§ **TASK BRIEF**: Nothing below is to be printed except the lines between the line holding "let settings = cmd" and the line holding "variable holding them.", inclusive, each exactly as it appears.

Start of DATA RECORDS

//! Static documentation for published plugins
//!
//! Reads published archives, extracts each version's manifest and README,
//! and writes a versioned HTML site plus a machine readable `versions.json`.

pub mod assembler;
pub mod branch;
pub mod markdown;
pub mod source;
pub mod template;

use forge_manifest::ParseError;
use forge_package::{ArchiveError, ProcessError};
use forge_publish::PublishError;
use std::path::{Path, PathBuf};
use thiserror::Error;

pub use assembler::{
    collect_versions, generate, DocsOptions, DocsReport, PluginVersion, PluginVersionSet,
    VersionFailure, DEFAULT_KEEP_VERSIONS, DEFAULT_SITE_TITLE,
};
pub use branch::{publish_docs_branch, DocsBranchOptions};
pub use markdown::{CommonMarkRenderer, MarkdownRenderer};
pub use source::{ArchiveSource, LocalArchiveDir, ReleaseArchiveSource, SourceArchive};
pub use template::{escape_html, render, Rendered, TemplateSet, TemplateVars};

#[derive(Debug, Error)]
pub enum DocGenError {
    #[error("Failed to read archive {archive}: {source}")]
    Archive {
        archive: String,
        #[source]
        source: ArchiveError,
    },

    #[error("Archive {0} does not match its .sha256 sidecar")]
    ChecksumMismatch(String),

    #[error("Archive {0} contains no plugin manifest")]
    MissingManifest(String),

    #[error("Invalid manifest in {archive}: {source}")]
    Manifest {
        archive: String,
        #[source]
        source: ParseError,
    },

    #[error(transparent)]
    Release(#[from] PublishError),

    #[error(transparent)]
    Process(#[from] ProcessError),

    #[error("I/O error on {path}: {source}")]
    Io {
        path: PathBuf,
        #[source]
        source: std::io::Error,
    },

    #[error("Failed to create scratch directory: {0}")]
    Scratch(#[source] std::io::Error),

    #[error("Failed to serialize versions.json: {0}")]
    Json(#[source] serde_json::Error),
}

impl DocGenError {
    pub(crate) fn io(path: &Path, source: std::io::Error) -> Self {
        DocGenError::Io {
            path: path.to_path_buf(),
            source,
        }
    }
}
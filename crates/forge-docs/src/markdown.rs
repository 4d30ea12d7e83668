use pulldown_cmark::{html, Options, Parser};

/// Turns README Markdown into an HTML fragment
pub trait MarkdownRenderer {
    fn render(&self, markdown: &str) -> String;
}

/// CommonMark with GitHub-style tables, strikethrough and task lists
#[derive(Debug, Clone, Copy, Default)]
pub struct CommonMarkRenderer;

impl MarkdownRenderer for CommonMarkRenderer {
    fn render(&self, markdown: &str) -> String {
        let mut options = Options::empty();
        options.insert(Options::ENABLE_TABLES);
        options.insert(Options::ENABLE_STRIKETHROUGH);
        options.insert(Options::ENABLE_TASKLISTS);

        let mut out = String::with_capacity(markdown.len() * 3 / 2);
        html::push_html(&mut out, Parser::new_ext(markdown, options));
        out
    }
}
use crate::GlobalOpts;
use anyhow::Result;
use clap::Subcommand;
use colored::Colorize;

#[derive(Subcommand, Debug, Clone)]
pub enum ConfigAction {
    /// Print the effective configuration
    Show,
    /// Print the configuration file path
    Path,
}

pub fn handle_config(action: ConfigAction, opts: &GlobalOpts) -> Result<()> {
    match action {
        ConfigAction::Show => {
            let config = opts.load_config()?;
            println!("{}", "Configuration:".bold().green());
            if config.is_empty() {
                println!("  {}", "(defaults)".yellow());
            } else {
                for (key, value) in config.values_iter() {
                    println!("  {}: {}", key.cyan(), value);
                }
            }
        }
        ConfigAction::Path => {
            let path = opts.config_path();
            forge_logger::debug(&format!("Exists: {}", path.exists()));
            println!("{}", path.display());
        }
    }
    Ok(())
}
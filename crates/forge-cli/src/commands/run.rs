//! Action-style entry point: validate, package, publish and document in one go

use super::docs::{run_docs, DocsRequest};
use super::package::package_root;
use super::publish::RegistryArgs;
use super::validate::validate_root;
use super::{publish_artifacts, write_outputs, PublishTarget};
use crate::GlobalOpts;
use anyhow::{bail, Result};
use clap::{Args, ValueEnum};
use forge_manifest::ArchiveFormat;
use forge_package::PackageOptions;
use std::path::PathBuf;

/// Output format of a run; `oci` and `both` imply tar.gz archives
#[derive(ValueEnum, Debug, Clone, Copy, PartialEq, Eq)]
pub enum RunFormat {
    Zip,
    #[value(name = "tar.gz")]
    TarGz,
    Oci,
    Both,
}

impl RunFormat {
    pub fn archive_format(self) -> ArchiveFormat {
        match self {
            RunFormat::Zip => ArchiveFormat::Zip,
            RunFormat::TarGz | RunFormat::Oci | RunFormat::Both => ArchiveFormat::TarGz,
        }
    }

    pub fn target(self) -> PublishTarget {
        match self {
            RunFormat::Zip | RunFormat::TarGz => PublishTarget::Release,
            RunFormat::Oci => PublishTarget::Oci,
            RunFormat::Both => PublishTarget::Both,
        }
    }
}

#[derive(Args, Debug, Clone)]
pub struct RunCommand {
    /// Directory containing one subdirectory per plugin (default: package.source-dir or ./plugins)
    #[arg(long, value_name = "DIR")]
    pub source: Option<PathBuf>,

    /// Where archives are written (default: package.output-dir or ./dist)
    #[arg(long, value_name = "DIR")]
    pub output: Option<PathBuf>,

    /// zip, tar.gz, oci or both
    #[arg(long, value_enum, default_value = "zip")]
    pub format: RunFormat,

    /// Stop after validation
    #[arg(long)]
    pub validate_only: bool,

    /// Package without publishing
    #[arg(long)]
    pub skip_publish: bool,

    #[command(flatten)]
    pub registry: RegistryArgs,

    /// Generate documentation after publishing
    #[arg(long)]
    pub docs: bool,

    /// Branch receiving the generated documentation
    #[arg(long)]
    pub docs_branch: Option<String>,

    /// Newest versions documented per plugin
    #[arg(long, value_name = "N")]
    pub keep_versions: Option<usize>,
}

pub fn handle_run(cmd: RunCommand, opts: &GlobalOpts) -> Result<()> {
    let config = opts.load_config()?;
    let source = cmd.source.unwrap_or_else(|| config.source_dir());
    let output = cmd.output.unwrap_or_else(|| config.output_dir());

    let report = validate_root(&source, opts)?;
    let invalid = report.invalid().count();
    if invalid > 0 {
        bail!("{} plugin(s) failed validation", invalid);
    }
    if cmd.validate_only {
        forge_logger::success("Validation passed");
        return Ok(());
    }

    let options = PackageOptions {
        format: cmd.format.archive_format(),
        best_effort: false,
    };
    let artifacts = package_root(&source, &output, &options)?;

    let summary = if cmd.skip_publish {
        None
    } else {
        let settings = cmd
            .registry
            .settings(cmd.format.target(), None, None, &config)?;
        let summary = publish_artifacts(&artifacts, &settings, &config)?;
        forge_logger::success(&format!(
            "Published {} artifact(s), skipped {}",
            summary.pushed_count(),
            summary.skipped_count()
        ));
        Some(summary)
    };
    write_outputs(&artifacts, summary.as_ref());

    if cmd.docs {
        let mut request = DocsRequest::from_config(&config);
        // OCI-only runs have no releases to read from
        if cmd.skip_publish || !cmd.format.target().includes_release() {
            request.from_dir = Some(output);
        }
        if let Some(branch) = cmd.docs_branch {
            request.branch = Some(branch);
        }
        if let Some(keep) = cmd.keep_versions {
            request.keep = keep;
        }
        run_docs(&request, &config)?;
    }
    Ok(())
}

#[cfg(test)]
mod tests {
    use super::*;

    #[test]
    fn test_run_format_mapping() {
        assert_eq!(RunFormat::Zip.archive_format(), ArchiveFormat::Zip);
        assert_eq!(RunFormat::Oci.archive_format(), ArchiveFormat::TarGz);
        assert_eq!(RunFormat::TarGz.target(), PublishTarget::Release);
        assert_eq!(RunFormat::Both.target(), PublishTarget::Both);
        assert!(RunFormat::Both.target().includes_oci());
    }
}
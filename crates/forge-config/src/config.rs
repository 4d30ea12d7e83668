//! `forge.toml` loading
//!
//! Values in the file are defaults for the command line; every flag the CLI
//! accepts overrides the matching entry here. Secrets are never read from
//! the file, only the *name* of the environment variable holding them.

use serde::Deserialize;
use std::fs;
use std::path::{Path, PathBuf};

use crate::ConfigError;

pub const CONFIG_ENV_VAR: &str = "FORGE_CONFIG";
pub const CONFIG_FILE_NAME: &str = "forge.toml";
pub const DEFAULT_PASSWORD_ENV: &str = "FORGE_OCI_PASSWORD";

#[derive(Deserialize, Debug, Clone, Default, PartialEq)]
#[serde(default, rename_all = "kebab-case")]
pub struct ForgeConfig {
    pub package: PackageSection,
    pub oci: OciSection,
    pub release: ReleaseSection,
    pub docs: DocsSection,
    pub tools: ToolsSection,
}

#[derive(Deserialize, Debug, Clone, Default, PartialEq)]
#[serde(default, rename_all = "kebab-case")]
pub struct PackageSection {
    pub source_dir: Option<PathBuf>,
    pub output_dir: Option<PathBuf>,
    /// `zip` or `tar.gz`
    pub format: Option<String>,
}

#[derive(Deserialize, Debug, Clone, Default, PartialEq)]
#[serde(default, rename_all = "kebab-case")]
pub struct OciSection {
    pub registry: Option<String>,
    pub username: Option<String>,
    /// Name of the environment variable that carries the registry password
    pub password_env: Option<String>,
}

#[derive(Deserialize, Debug, Clone, Default, PartialEq)]
#[serde(default, rename_all = "kebab-case")]
pub struct ReleaseSection {
    pub remote: Option<String>,
    /// `current-commit` or `plugin-only`
    pub strategy: Option<String>,
    /// `owner/name`, passed to `gh --repo`
    pub repo: Option<String>,
}

#[derive(Deserialize, Debug, Clone, Default, PartialEq)]
#[serde(default, rename_all = "kebab-case")]
pub struct DocsSection {
    pub output_dir: Option<PathBuf>,
    pub branch: Option<String>,
    pub keep_versions: Option<usize>,
    pub template_dir: Option<PathBuf>,
    pub base_url: Option<String>,
    pub site_title: Option<String>,
}

#[derive(Deserialize, Debug, Clone, Default, PartialEq)]
#[serde(default, rename_all = "kebab-case")]
pub struct ToolsSection {
    pub git: Option<PathBuf>,
    pub gh: Option<PathBuf>,
    pub oras: Option<PathBuf>,
}

impl ForgeConfig {
    /// Resolve the config file location.
    ///
    /// `FORGE_CONFIG` wins when set and non-empty, otherwise `./forge.toml`.
    pub fn path() -> PathBuf {
        if let Ok(env_path) = std::env::var(CONFIG_ENV_VAR) {
            let trimmed = env_path.trim();
            if !trimmed.is_empty() {
                return PathBuf::from(trimmed);
            }
        }
        PathBuf::from(CONFIG_FILE_NAME)
    }

    pub fn load_from_path(path: &Path) -> Result<Self, ConfigError> {
        if !path.exists() {
            return Ok(Self::default());
        }
        let content = fs::read_to_string(path).map_err(|e| ConfigError::Io {
            path: path.to_path_buf(),
            source: e,
        })?;
        toml::from_str(&content).map_err(|e| ConfigError::Parse {
            path: path.to_path_buf(),
            message: e.to_string(),
        })
    }

    pub fn source_dir(&self) -> PathBuf {
        self.package
            .source_dir
            .clone()
            .unwrap_or_else(|| PathBuf::from("plugins"))
    }

    pub fn output_dir(&self) -> PathBuf {
        self.package
            .output_dir
            .clone()
            .unwrap_or_else(|| PathBuf::from("dist"))
    }

    pub fn docs_output_dir(&self) -> PathBuf {
        self.docs
            .output_dir
            .clone()
            .unwrap_or_else(|| PathBuf::from("docs"))
    }

    pub fn remote(&self) -> String {
        self.release
            .remote
            .clone()
            .unwrap_or_else(|| "origin".to_string())
    }

    pub fn password_env(&self) -> String {
        self.oci
            .password_env
            .clone()
            .unwrap_or_else(|| DEFAULT_PASSWORD_ENV.to_string())
    }

    pub fn is_empty(&self) -> bool {
        *self == Self::default()
    }

    /// Flattened `section.key = value` pairs for display
    pub fn values_iter(&self) -> Vec<(&'static str, String)> {
        fn path_value(p: &Option<PathBuf>) -> Option<String> {
            p.as_ref().map(|p| p.display().to_string())
        }

        let entries = [
            ("package.source-dir", path_value(&self.package.source_dir)),
            ("package.output-dir", path_value(&self.package.output_dir)),
            ("package.format", self.package.format.clone()),
            ("oci.registry", self.oci.registry.clone()),
            ("oci.username", self.oci.username.clone()),
            ("oci.password-env", self.oci.password_env.clone()),
            ("release.remote", self.release.remote.clone()),
            ("release.strategy", self.release.strategy.clone()),
            ("release.repo", self.release.repo.clone()),
            ("docs.output-dir", path_value(&self.docs.output_dir)),
            ("docs.branch", self.docs.branch.clone()),
            (
                "docs.keep-versions",
                self.docs.keep_versions.map(|k| k.to_string()),
            ),
            ("docs.template-dir", path_value(&self.docs.template_dir)),
            ("docs.base-url", self.docs.base_url.clone()),
            ("docs.site-title", self.docs.site_title.clone()),
            ("tools.git", path_value(&self.tools.git)),
            ("tools.gh", path_value(&self.tools.gh)),
            ("tools.oras", path_value(&self.tools.oras)),
        ];

        entries
            .into_iter()
            .filter_map(|(key, value)| value.map(|v| (key, v)))
            .collect()
    }
}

End of DATA RECORDS

§ **ANSWER FOR THIS EXERCISE**:
        let settings = cmd
            .registry
            .settings(cmd.format.target(), None, None, &config)?;
        let summary = publish_artifacts(&artifacts, &settings, &config)?;
        forge_logger::success(&format!(
            "Published {} artifact(s), skipped {}",
            summary.pushed_count(),
            summary.skipped_count()
        ));
        Some(summary)
    };
    write_outputs(&artifacts, summary.as_ref());

    if cmd.docs {
        let mut request = DocsRequest::from_config(&config);
        // OCI-only runs have no releases to read from
        if cmd.skip_publish || !cmd.format.target().includes_release() {
            request.from_dir = Some(output);
        }
        if let Some(branch) = cmd.docs_branch {
            request.branch = Some(branch);
        }
        if let Some(keep) = cmd.keep_versions {
            request.keep = keep;
        }
        run_docs(&request, &config)?;
    }
    Ok(())
}

#[cfg(test)]
mod tests {
    use super::*;

    #[test]
    fn test_run_format_mapping() {
        assert_eq!(RunFormat::Zip.archive_format(), ArchiveFormat::Zip);
        assert_eq!(RunFormat::Oci.archive_format(), ArchiveFormat::TarGz);
        assert_eq!(RunFormat::TarGz.target(), PublishTarget::Release);
        assert_eq!(RunFormat::Both.target(), PublishTarget::Both);
        assert!(RunFormat::Both.target().includes_oci());
    }
}
filename crates/forge-config/src/config.rs
repository 4d30ea12d7e83668
//! `forge.toml` loading
//!
//! Values in the file are defaults for the command line; every flag the CLI
//! accepts overrides the matching entry here. Secrets are never read from
//! the file, only the *name* of the environment variable holding them.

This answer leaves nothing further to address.